- Supplied records -
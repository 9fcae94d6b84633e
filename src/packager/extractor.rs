//! Template extraction from DOCX archives

use crate::models::{TemplateDocument, DOCUMENT_PART};
use anyhow::{Context, Result};
use std::fs;
use std::path::Path;
use zip::ZipArchive;

/// Load every part of a DOCX package, keeping archive order
pub fn load_from_archive(archive_path: &Path) -> Result<TemplateDocument> {
    let file = fs::File::open(archive_path)
        .context("Failed to open template")?;

    let mut archive = ZipArchive::new(file)
        .context("Failed to read DOCX archive")?;

    let mut parts = Vec::with_capacity(archive.len());

    for i in 0..archive.len() {
        let mut file = archive.by_index(i)
            .context("Failed to read part from archive")?;

        if file.is_file() {
            let name = file.name().to_string();
            let mut content = Vec::new();
            std::io::copy(&mut file, &mut content)
                .with_context(|| format!("Failed to read {}", name))?;
            parts.push((name, content));
        }
    }

    if !parts.iter().any(|(name, _)| name == DOCUMENT_PART) {
        anyhow::bail!("{} not found in archive", DOCUMENT_PART);
    }

    Ok(TemplateDocument::new(archive_path, parts))
}
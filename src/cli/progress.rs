//! Console progress and summaries

use crate::batch::BatchObserver;
use crate::models::{BatchSummary, RecordOutcome, RecordStatus};
use colored::*;
use indicatif::{ProgressBar, ProgressStyle};
use std::path::Path;

/// Drives an indicatif bar from batch events
pub struct ProgressObserver {
    bar: Option<ProgressBar>,
    quiet: bool,
}

impl ProgressObserver {
    pub fn new(quiet: bool) -> Self {
        Self { bar: None, quiet }
    }
}

impl BatchObserver for ProgressObserver {
    fn on_start(&mut self, total: usize) {
        if self.quiet {
            return;
        }
        let bar = ProgressBar::new(total as u64);
        bar.set_style(
            ProgressStyle::with_template("{spinner:.green} [{bar:40.cyan/blue}] {pos}/{len} {msg}")
                .unwrap_or_else(|_| ProgressStyle::default_bar())
                .progress_chars("=> "),
        );
        self.bar = Some(bar);
    }

    fn on_record(&mut self, _index: usize, outcome: &RecordOutcome) {
        if let Some(bar) = &self.bar {
            bar.set_message(outcome.record.customer.clone());
            if !outcome.is_converted() {
                bar.println(format!("{} {}", "❌".red(), describe(outcome)));
            }
            bar.inc(1);
        }
    }

    fn on_archive(&mut self, _path: &Path, _files: usize) {
        if let Some(bar) = self.bar.take() {
            bar.finish_and_clear();
        }
    }
}

fn describe(outcome: &RecordOutcome) -> String {
    let record = &outcome.record;
    match &outcome.status {
        RecordStatus::Converted { pdf, .. } => format!("Row {}: {}", record.row, pdf.display()),
        RecordStatus::ConversionFailed { docx } => format!(
            "Row {} ({}): conversion failed, kept {}",
            record.row,
            record.customer,
            docx.display()
        ),
        RecordStatus::Skipped { stage, reason } => format!(
            "Row {} ({}): skipped at {}: {}",
            record.row, record.customer, stage, reason
        ),
    }
}

pub fn print_summary(summary: &BatchSummary) {
    println!();
    println!("📊 Summary:");
    println!("  - Records: {}", summary.total());
    println!("  - PDFs generated: {}", summary.converted().to_string().green());
    if summary.conversion_failures() > 0 {
        println!(
            "  - Conversions failed: {}",
            summary.conversion_failures().to_string().red()
        );
    }
    if summary.skipped() > 0 {
        println!("  - Records skipped: {}", summary.skipped().to_string().yellow());
    }
    if let Some(archive) = &summary.archive {
        println!(
            "  - Archive: {} ({} files)",
            archive.display(),
            summary.archived_files
        );
    }

    let retained = summary.retained_docx();
    if !retained.is_empty() {
        println!();
        println!("{}", "⚠️  DOCX files kept for inspection:".yellow().bold());
        for docx in retained {
            println!("  - {}", docx.display());
        }
    }
}
//! Real-time wire messages
//!
//! Server to client: [`HubEvent`], tagged by `event`.
//! Client to server: [`ClientCommand`], tagged by `command`.
//!
//! ```text
//! {"event":"ready"}
//! {"event":"notification-created","data":{"id":"..","title":"..",...}}
//! {"command":"create-notification","title":"..","message":"..","recipientId":".."}
//! ```

use serde::{Deserialize, Serialize};

use crate::model::{NewNotification, Notification};

/// Event pushed to every live connection
#[derive(Debug, Clone, PartialEq, Eq, Serialize, Deserialize)]
#[serde(tag = "event", content = "data", rename_all = "kebab-case")]
pub enum HubEvent {
    /// First frame on a socket, sent once the connection is registered with
    /// the hub. Every create after it is pushed on this socket.
    Ready,

    /// A notification was created and persisted
    NotificationCreated(Notification),
}

impl HubEvent {
    /// Encode as a JSON text frame
    pub fn to_json(&self) -> serde_json::Result<String> {
        serde_json::to_string(self)
    }

    /// Decode from a JSON text frame
    pub fn from_json(text: &str) -> serde_json::Result<Self> {
        serde_json::from_str(text)
    }
}

/// Command a connected client may send to the server
#[derive(Debug, Clone, PartialEq, Eq, Serialize, Deserialize)]
#[serde(tag = "command", rename_all = "kebab-case")]
pub enum ClientCommand {
    /// Create a notification and broadcast it to everyone
    CreateNotification(NewNotification),
}

impl ClientCommand {
    /// Decode from a JSON text frame
    pub fn from_json(text: &str) -> serde_json::Result<Self> {
        serde_json::from_str(text)
    }
}
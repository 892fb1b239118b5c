//! # notify-rs
//!
//! Persistent notifications with real-time fan-out.
//!
//! - [`store`]: durable notification records in SQLite
//! - [`registry`]: validation, defaults and the create event stream
//! - [`hub`]: live connection set, best-effort push to every connection
//! - [`server`]: WebSocket endpoint bridging the registry and the hub
//! - [`api`]: REST operations as plain request/response calls
//! - [`client`]: a client's cache kept in sync through pushes and resyncs
//!
//! ```text
//! create ──► NotificationRegistry ──► NotificationStore
//!                   │ Created event
//!                   ▼
//!             BroadcastHub ──► every live connection ──► ClientSession cache
//! ```
//!
//! ## Running a server
//!
//! ```no_run
//! use notify_rs::server::{NotificationServer, ServerConfig};
//!
//! # async fn run() -> notify_rs::Result<()> {
//! let server = NotificationServer::open(ServerConfig::from_env())?;
//! server.run_until(async {
//!     let _ = tokio::signal::ctrl_c().await;
//! }).await
//! # }
//! ```

pub mod api;
pub mod client;
pub mod error;
pub mod hub;
pub mod model;
pub mod registry;
pub mod server;
pub mod stats;
pub mod store;

pub use error::{Error, Result};
pub use model::{NewNotification, Notification, NotificationId, UpdateNotification};
impl ClientSession {
    /// Start a session over an arbitrary transport.
    ///
    /// Returns the session and a receiver for session events. Must be called
    /// from within a tokio runtime.
    pub fn start(
        config: ClientConfig,
        source: Arc<dyn NotificationSource>,
        transport: Arc<dyn PushTransport>,
    ) -> (Self, mpsc::Receiver<SessionEvent>) {
        let (tx, rx) = mpsc::channel(256);
        let shared = Arc::new(Shared {
            state: Mutex::new(SessionState::new()),
            events: tx,
        });
        let cancel = CancellationToken::new();
        let recipient_id = config.recipient_id.clone();

        shared.update(|s| s.start());

        let driver = Driver {
            shared: Arc::clone(&shared),
            source: Arc::clone(&source),
            transport,
            cancel: cancel.clone(),
            config,
        };
        let handle = tokio::spawn(driver.run());

        let session = Self {
            shared,
            source,
            recipient_id,
            cancel,
            driver: Mutex::new(Some(handle)),
        };

        (session, rx)
    }

    /// Start a session connected to `config.hub_url` over WebSocket
    pub fn connect_ws(
        config: ClientConfig,
        source: Arc<dyn NotificationSource>,
    ) -> (Self, mpsc::Receiver<SessionEvent>) {
        let transport = Arc::new(WsTransport::new(
            config.hub_url.clone(),
            config.connect_timeout,
        ));
        Self::start(config, source, transport)
    }

    /// Current phase
    pub fn phase(&self) -> SessionPhase {
        self.shared.lock().phase
    }

    /// Cached notifications, newest first
    pub fn notifications(&self) -> Vec<Notification> {
        self.shared.lock().cache.sorted()
    }

    /// Number of cached notifications not yet read
    pub fn unread_count(&self) -> usize {
        self.shared.lock().cache.unread_count()
    }

    /// Number of resyncs performed after reconnects
    pub fn resync_count(&self) -> u64 {
        self.shared.lock().resyncs
    }

    /// Mark one notification as read
    ///
    /// The cached copy is flipped immediately; the server call follows. A
    /// failed server call is returned but the local flag stays set.
    pub async fn mark_as_read(&self, id: &NotificationId) -> Result<()> {
        self.shared.update(|s| s.cache.mark_read(id));

        self.source.mark_as_read(id).await.inspect_err(|e| {
            tracing::warn!(notification_id = %id, error = %e, "Mark as read failed on server");
        })
    }

    /// Mark every cached notification as read
    ///
    /// The server side is scoped by the session's recipient filter.
    pub async fn mark_all_as_read(&self) -> Result<()> {
        self.shared.update(|s| s.cache.mark_all_read());

        self.source
            .mark_all_as_read(self.recipient_id.as_deref())
            .await
            .inspect_err(|e| {
                tracing::warn!(error = %e, "Mark all as read failed on server");
            })
    }

    /// Stop the session
    ///
    /// After this returns no further pushes are applied and any pending
    /// reconnect delay has been abandoned.
    pub async fn stop(&self) {
        self.cancel.cancel();
        self.shared.update(|s| s.stop());

        let driver = self
            .driver
            .lock()
            .unwrap_or_else(PoisonError::into_inner)
            .take();
        if let Some(driver) = driver {
            if let Err(e) = driver.await {
                tracing::warn!(error = %e, "Session driver ended abnormally");
            }
        }
    }
}

impl Drop for ClientSession {
    fn drop(&mut self) {
        self.cancel.cancel();
    }
}

/// Background task owning the connection lifecycle
struct Driver {
    shared: Arc<Shared>,
    source: Arc<dyn NotificationSource>,
    transport: Arc<dyn PushTransport>,
    cancel: CancellationToken,
    config: ClientConfig,
}

impl Driver {
    async fn run(self) {
        let mut backoff = self.config.initial_backoff;

        loop {
            let attempt = tokio::select! {
                _ = self.cancel.cancelled() => break,
                attempt = self.transport.connect() => attempt,
            };

            let mut stream = match attempt {
                Ok(stream) => stream,
                Err(e) => {
                    tracing::warn!(
                        error = %e,
                        retry_ms = backoff.as_millis() as u64,
                        "Connect failed"
                    );
                    if !self.sleep(backoff).await {
                        break;
                    }
                    backoff = self.config.next_backoff(backoff);
                    continue;
                }
            };
            backoff = self.config.initial_backoff;

            let Some(kind) = self.shared.update(|s| s.on_handshake()) else {
                break;
            };
            if !self.sync(kind).await {
                break;
            }
            if !self.pump(stream.as_mut()).await {
                break;
            }

            self.shared.update(|s| s.on_transport_lost());
            tracing::info!(retry_ms = backoff.as_millis() as u64, "Connection lost, reconnecting");

            if !self.sleep(backoff).await {
                break;
            }
            backoff = self.config.next_backoff(backoff);
        }

        tracing::debug!("Session driver stopped");
    }

    /// Fetch unread notifications and replace the cache
    ///
    /// Returns `false` if the session was stopped meanwhile.
    async fn sync(&self, kind: SyncKind) -> bool {
        let fetched = tokio::select! {
            _ = self.cancel.cancelled() => return false,
            fetched = self.source.fetch_unread(self.config.recipient_id.as_deref()) => fetched,
        };

        match fetched {
            Ok(notifications) => {
                let count = notifications.len();
                if self.shared.update(|s| s.apply_sync(kind, notifications)) {
                    tracing::debug!(?kind, count, "Cache synchronised");
                    self.shared.emit(SessionEvent::Synced { kind, count });
                }
            }
            Err(e) => {
                tracing::warn!(?kind, error = %e, "Unread fetch failed, keeping cached view");
            }
        }
        true
    }

    /// Apply pushes until the transport drops
    ///
    /// Returns `false` if the session was stopped, `true` on transport loss.
    async fn pump(&self, stream: &mut dyn PushStream) -> bool {
        loop {
            let next = tokio::select! {
                _ = self.cancel.cancelled() => return false,
                next = stream.next_event() => next,
            };

            match next {
                Some(Ok(HubEvent::Ready)) => {}
                Some(Ok(HubEvent::NotificationCreated(notification))) => {
                    let pushed = notification.clone();
                    if self.shared.update(|s| s.apply_push(notification)) {
                        self.shared.emit(SessionEvent::Pushed(pushed));
                    }
                }
                Some(Err(e)) => {
                    tracing::warn!(error = %e, "Push transport failed");
                    return true;
                }
                None => return true,
            }
        }
    }

    /// Sleep unless cancelled first. Returns `false` when cancelled.
    async fn sleep(&self, delay: Duration) -> bool {
        tokio::select! {
            _ = self.cancel.cancelled() => false,
            _ = tokio::time::sleep(delay) => true,
        }
    }
}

- Required action -
If a line in the material contains the word "source", copy that line.

- Solution to this exercise -
        source: Arc<dyn NotificationSource>,
            source: Arc::clone(&source),
            source,
        source: Arc<dyn NotificationSource>,
        Self::start(config, source, transport)
        self.source.mark_as_read(id).await.inspect_err(|e| {
        self.source
    source: Arc<dyn NotificationSource>,
            fetched = self.source.fetch_unread(self.config.recipient_id.as_deref()) => fetched,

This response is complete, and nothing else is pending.